Back in 2009, the National Institute of Standards and Technology (NIST) drafted a formal definition of cloud computing. The definition states that the cloud has certain essential characteristics, including on-demand self-service, broad access, resource pooling and rapid elasticity. In addition, cloud services should have a metering capability so that resource usage can be monitored, controlled, reported and optimized.
Peter Mell and Tim Grance, authors of the NIST definition, probably didn’t envision how vast the cloud would become. Today, almost every organization has adopted at least one cloud service, and the vast majority are using two or more. According to the RightScale 2017 State of the Cloud Report, 85 percent of enterprises have adopted a multi-cloud strategy, and are using or experimenting with an average of eight different public and private clouds.
A multi-cloud strategy makes the metering component of cloud technology tricky. Yes, cloud providers measure how much of their services you use and present you with a bill at the end of the month. However, most organizations simply pay the various invoices from cloud service providers without an overarching strategy for monitoring and managing cloud resource consumption.

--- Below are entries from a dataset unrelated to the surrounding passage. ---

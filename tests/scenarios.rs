//! End-to-end scenarios against the operation handlers

use social_graph::graph::{CommentRelations, PostRelations, UserRelations};
use social_graph::{Handlers, MemStore};

fn handlers() -> Handlers {
    Handlers::new(MemStore::new().into_shared())
}

fn add_alice_and_bob(handlers: &Handlers) -> (String, String) {
    let alice = handlers
        .add_user("Alice", "alice@example.com", UserRelations::NONE)
        .unwrap();
    let bob = handlers
        .add_user("Bob", "bob@example.com", UserRelations::NONE)
        .unwrap();
    (alice.id, bob.id)
}

#[test]
fn follow_is_visible_from_both_sides() {
    let handlers = handlers();
    let (alice, bob) = add_alice_and_bob(&handlers);

    handlers.follow_user(&alice, &bob, UserRelations::ALL).unwrap();

    let alice_view = handlers.get_user(&alice, UserRelations::ALL).unwrap();
    let following: Vec<_> = alice_view.following.unwrap().into_iter().map(|u| u.name).collect();
    assert_eq!(following, ["Bob"]);

    let bob_view = handlers.get_user(&bob, UserRelations::ALL).unwrap();
    let followers: Vec<_> = bob_view.followers.unwrap().into_iter().map(|u| u.name).collect();
    assert_eq!(followers, ["Alice"]);
    assert_eq!(bob_view.following, Some(Vec::new()));
}

#[test]
fn double_like_is_recorded_once() {
    let handlers = handlers();
    let (alice, bob) = add_alice_and_bob(&handlers);

    let post = handlers.add_post("T", "C", &alice, PostRelations::NONE).unwrap();
    handlers.like_post(&post.id, &bob, PostRelations::NONE).unwrap();
    handlers.like_post(&post.id, &bob, PostRelations::NONE).unwrap();

    let view = handlers.get_post(&post.id, PostRelations::ALL).unwrap();
    let likes = view.likes.unwrap();
    assert_eq!(likes.len(), 1);
    assert_eq!(likes[0].as_ref().unwrap().id, bob);
}

#[test]
fn comment_author_resolves_through_post() {
    let handlers = handlers();
    let (alice, bob) = add_alice_and_bob(&handlers);

    let post = handlers.add_post("T", "C", &alice, PostRelations::NONE).unwrap();
    let comment = handlers
        .add_comment(&post.id, &bob, "nice", CommentRelations::ALL)
        .unwrap();
    assert_eq!(comment.author.clone().unwrap().unwrap().name, "Bob");

    let view = handlers.get_post(&post.id, PostRelations::ALL).unwrap();
    let comments = view.comments.unwrap();
    assert_eq!(comments.len(), 1);
    let resolved = comments[0].as_ref().unwrap();
    assert_eq!(resolved.id, comment.id);
    assert_eq!(resolved.content, "nice");
    assert_eq!(resolved.author.as_ref().unwrap().as_ref().unwrap().name, "Bob");
}

#[test]
fn missing_post_is_absent_not_an_error() {
    let handlers = handlers();
    add_alice_and_bob(&handlers);
    assert!(handlers.get_post("999", PostRelations::ALL).is_none());
    assert!(handlers.get_user("999", UserRelations::ALL).is_none());
}

#[test]
fn ids_are_stable_and_never_reused() {
    let handlers = handlers();
    let (alice, bob) = add_alice_and_bob(&handlers);
    let carol = handlers
        .add_user("Carol", "carol@example.com", UserRelations::NONE)
        .unwrap();

    assert_eq!([alice.as_str(), bob.as_str(), carol.id.as_str()], ["0", "1", "2"]);
    assert_eq!(handlers.get_user(&alice, UserRelations::NONE).unwrap().name, "Alice");

    let post = handlers.add_post("T", "C", &alice, PostRelations::NONE).unwrap();
    let comment = handlers.add_comment(&post.id, &bob, "x", CommentRelations::NONE).unwrap();
    assert_eq!(post.id, "0");
    assert_eq!(comment.id, "0");
}

#[test]
fn list_operations_follow_insertion_order() {
    let handlers = handlers();
    let (alice, bob) = add_alice_and_bob(&handlers);
    handlers.add_post("first", "", &bob, PostRelations::NONE).unwrap();
    handlers.add_post("second", "", &alice, PostRelations::NONE).unwrap();

    let users: Vec<_> = handlers
        .list_users(UserRelations::NONE)
        .into_iter()
        .map(|u| u.name)
        .collect();
    assert_eq!(users, ["Alice", "Bob"]);

    let posts = handlers.list_posts(PostRelations::ALL);
    assert_eq!(posts[0].title, "first");
    assert_eq!(posts[1].author.as_ref().unwrap().as_ref().unwrap().name, "Alice");
}

#[test]
fn dangling_author_does_not_fault() {
    let handlers = handlers();
    let post = handlers.add_post("T", "C", "404", PostRelations::NONE).unwrap();

    let view = handlers.get_post(&post.id, PostRelations::ALL).unwrap();
    assert_eq!(view.author, Some(None));

    let json = serde_json::to_value(&view).unwrap();
    assert!(json["author"].is_null());
}

#[test]
fn nested_keys_keep_one_shape_at_every_depth() {
    let handlers = handlers();
    let (alice, bob) = add_alice_and_bob(&handlers);
    handlers.follow_user(&bob, &alice, UserRelations::NONE).unwrap();
    let post = handlers.add_post("T", "C", &alice, PostRelations::NONE).unwrap();
    handlers.like_post(&post.id, &bob, PostRelations::NONE).unwrap();
    handlers.add_comment(&post.id, &bob, "nice", CommentRelations::NONE).unwrap();

    let post = serde_json::to_value(handlers.get_post(&post.id, PostRelations::ALL)).unwrap();
    assert!(post["likes"][0].get("following").is_none());
    assert_eq!(post["likes"][0]["name"], "Bob");

    let alice = serde_json::to_value(handlers.get_user(&alice, UserRelations::ALL)).unwrap();
    let nested_post = alice["posts"][0].as_object().unwrap();
    assert!(!nested_post.contains_key("author"));
    assert!(!nested_post.contains_key("likes"));
    assert!(!nested_post.contains_key("comments"));
    assert!(alice["followers"][0].get("following").is_none());
}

One of the attractive features of the cloud is its pay-as-you-go-model, which enables organizations to avoid or delay capital investments and move infrastructure costs to the operational side of the ledger. But those costs can quickly mount as more cloud services are implemented. Without effective management and oversight, the organization won’t realize the financial benefits of the cloud.
The RightScale survey hints at this problem. Survey respondents estimate that 30 percent of their cloud spend is wasted, and that figure is likely low — RightScale puts actual cloud waste at 30 percent to 45 percent. Optimizing costs is now the No. 1 initiative across all cloud users surveyed. But despite this increased focus on cloud cost management, only a minority of organizations said they are taking steps to optimize cloud costs, such as shutting down unused workloads or selecting lower-cost clouds or regions.

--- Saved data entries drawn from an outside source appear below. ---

//! Configuration management for the social graph service
//!
//! Settings come from `social-graph.toml` (or an explicit file), then `SG_*`
//! environment variables, then command line flags applied by the binary.

use crate::core::error::{Error, Result};
use serde::{Deserialize, Serialize};
use std::net::SocketAddr;
use std::path::Path;

/// Default configuration file looked up by [`Config::load`]
pub const DEFAULT_CONFIG_FILE: &str = "social-graph.toml";

/// Main configuration structure
#[derive(Debug, Clone, Default, PartialEq, Serialize, Deserialize)]
#[serde(default)]
pub struct Config {
    /// Server configuration
    pub server: ServerConfig,

    /// Storage configuration
    pub storage: StorageConfig,

    /// Metrics and monitoring
    pub metrics: MetricsConfig,

    /// Logging configuration
    pub logging: LoggingConfig,
}

/// Server configuration
#[derive(Debug, Clone, PartialEq, Serialize, Deserialize)]
#[serde(default)]
pub struct ServerConfig {
    /// HTTP server bind address
    pub http_addr: SocketAddr,
}

/// Storage configuration
#[derive(Debug, Clone, Default, PartialEq, Serialize, Deserialize)]
#[serde(default)]
pub struct StorageConfig {
    /// Load the two demo users and one post at startup
    pub seed_demo_data: bool,
}

/// Metrics configuration
#[derive(Debug, Clone, PartialEq, Serialize, Deserialize)]
#[serde(default)]
pub struct MetricsConfig {
    /// Expose Prometheus metrics on `/metrics`
    pub enable_prometheus: bool,
}

/// Logging configuration
#[derive(Debug, Clone, PartialEq, Serialize, Deserialize)]
#[serde(default)]
pub struct LoggingConfig {
    /// Log level (trace, debug, info, warn, error)
    pub level: String,

    /// Log format (json, pretty)
    pub format: String,
}

impl Default for ServerConfig {
    fn default() -> Self {
        Self {
            http_addr: SocketAddr::from(([0, 0, 0, 0], 4000)),
        }
    }
}

impl Default for MetricsConfig {
    fn default() -> Self {
        Self {
            enable_prometheus: true,
        }
    }
}

impl Default for LoggingConfig {
    fn default() -> Self {
        Self {
            level: "info".to_string(),
            format: "pretty".to_string(),
        }
    }
}

impl Config {
    /// Load configuration from the default file (if present) and environment
    pub fn load() -> Result<Self> {
        let mut config = if Path::new(DEFAULT_CONFIG_FILE).exists() {
            Self::from_file(DEFAULT_CONFIG_FILE)?
        } else {
            Config::default()
        };

        config.apply_env_overrides()?;
        config.validate()?;

        Ok(config)
    }

    /// Load configuration from an explicit file, then apply environment overrides
    pub fn load_from(path: impl AsRef<Path>) -> Result<Self> {
        let mut config = Self::from_file(path)?;
        config.apply_env_overrides()?;
        config.validate()?;
        Ok(config)
    }

    /// Load configuration from a TOML file
    pub fn from_file(path: impl AsRef<Path>) -> Result<Self> {
        let path = path.as_ref();
        let contents = std::fs::read_to_string(path).map_err(|e| {
            Error::config(format!("Failed to read config file {}: {}", path.display(), e))
        })?;

        Self::from_toml_str(&contents)
    }

    /// Parse configuration from TOML text
    pub fn from_toml_str(contents: &str) -> Result<Self> {
        toml::from_str(contents)
            .map_err(|e| Error::config(format!("Failed to parse config file: {}", e)))
    }

    /// Apply environment variable overrides
    fn apply_env_overrides(&mut self) -> Result<()> {
        self.apply_overrides(|key| std::env::var(key).ok())
    }

    /// Apply `SG_*` overrides from any key lookup
    pub fn apply_overrides<F>(&mut self, lookup: F) -> Result<()>
    where
        F: Fn(&str) -> Option<String>,
    {
        if let Some(addr) = lookup("SG_HTTP_ADDR") {
            self.server.http_addr = addr
                .parse()
                .map_err(|e| Error::config(format!("Invalid HTTP address: {}", e)))?;
        }

        if let Some(seed) = lookup("SG_SEED_DEMO_DATA") {
            self.storage.seed_demo_data = parse_bool(&seed)
                .ok_or_else(|| Error::config(format!("Invalid SG_SEED_DEMO_DATA: {}", seed)))?;
        }

        if let Some(enabled) = lookup("SG_METRICS") {
            self.metrics.enable_prometheus = parse_bool(&enabled)
                .ok_or_else(|| Error::config(format!("Invalid SG_METRICS: {}", enabled)))?;
        }

        if let Some(level) = lookup("SG_LOG_LEVEL") {
            self.logging.level = level;
        }

        if let Some(format) = lookup("SG_LOG_FORMAT") {
            self.logging.format = format;
        }

        Ok(())
    }

    /// Validate configuration values
    pub fn validate(&self) -> Result<()> {
        match self.logging.level.as_str() {
            "trace" | "debug" | "info" | "warn" | "error" => {}
            other => return Err(Error::config(format!("Invalid log level: {}", other))),
        }

        match self.logging.format.as_str() {
            "pretty" | "json" => {}
            other => return Err(Error::config(format!("Invalid log format: {}", other))),
        }

        Ok(())
    }
}

fn parse_bool(value: &str) -> Option<bool> {
    match value.trim().to_ascii_lowercase().as_str() {
        "1" | "true" | "yes" | "on" => Some(true),
        "0" | "false" | "no" | "off" => Some(false),
        _ => None,
    }
}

Consolidated billing for public cloud services can help. It’s just what it sounds like — you get one invoice for multiple, linked accounts, with a report summarizing all the cloud services consumed across those accounts. Consolidated billing help you:
- Spot resources that are unneeded or underutilized so they can be reallocated to meet other requirements.
- Streamline the process of determining how to chargeback cloud services to the appropriate business units.

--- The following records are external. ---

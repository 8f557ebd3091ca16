//! API route definitions for the social graph HTTP API

use axum::{
    routing::{get, post},
    Router,
};

use super::handlers;
use crate::core::AppState;

/// Operation dispatcher and read-only REST routes
pub fn create_api_routes() -> Router<AppState> {
    Router::new()
        // Dispatcher
        .route("/api/operations", post(handlers::execute_operation))

        // User routes
        .route("/api/users", get(handlers::list_users))
        .route("/api/users/:id", get(handlers::get_user))

        // Post routes
        .route("/api/posts", get(handlers::list_posts))
        .route("/api/posts/:id", get(handlers::get_post))
}

/// Root, health, info and metrics routes
pub fn create_system_routes() -> Router<AppState> {
    Router::new()
        .route("/", get(handlers::root_handler))
        .route("/health", get(handlers::health_check))
        .route("/info", get(handlers::system_info))
        .route("/metrics", get(handlers::metrics_handler))
}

- Ensure that users are getting the right services at the right costs, and gain the visibility needed to make more-informed decisions.
Amazon Web Services (AWS) introduced consolidated billing last year, and some telcos and managed services providers that broker multiple cloud services provide consolidated billing and cost management. There are also a number of cloud cost analytics tools that roll up all of your cloud bills under a single dashboard for continuous monitoring and forecasting.
When defining the nature of cloud computing years ago, the experts at the NIST recognized the importance of monitoring and measuring cloud services to optimize costs and utilization. With a multi-cloud strategy now the norm, consolidated cloud billing has become an essential tool for effectively managing the cloud spend.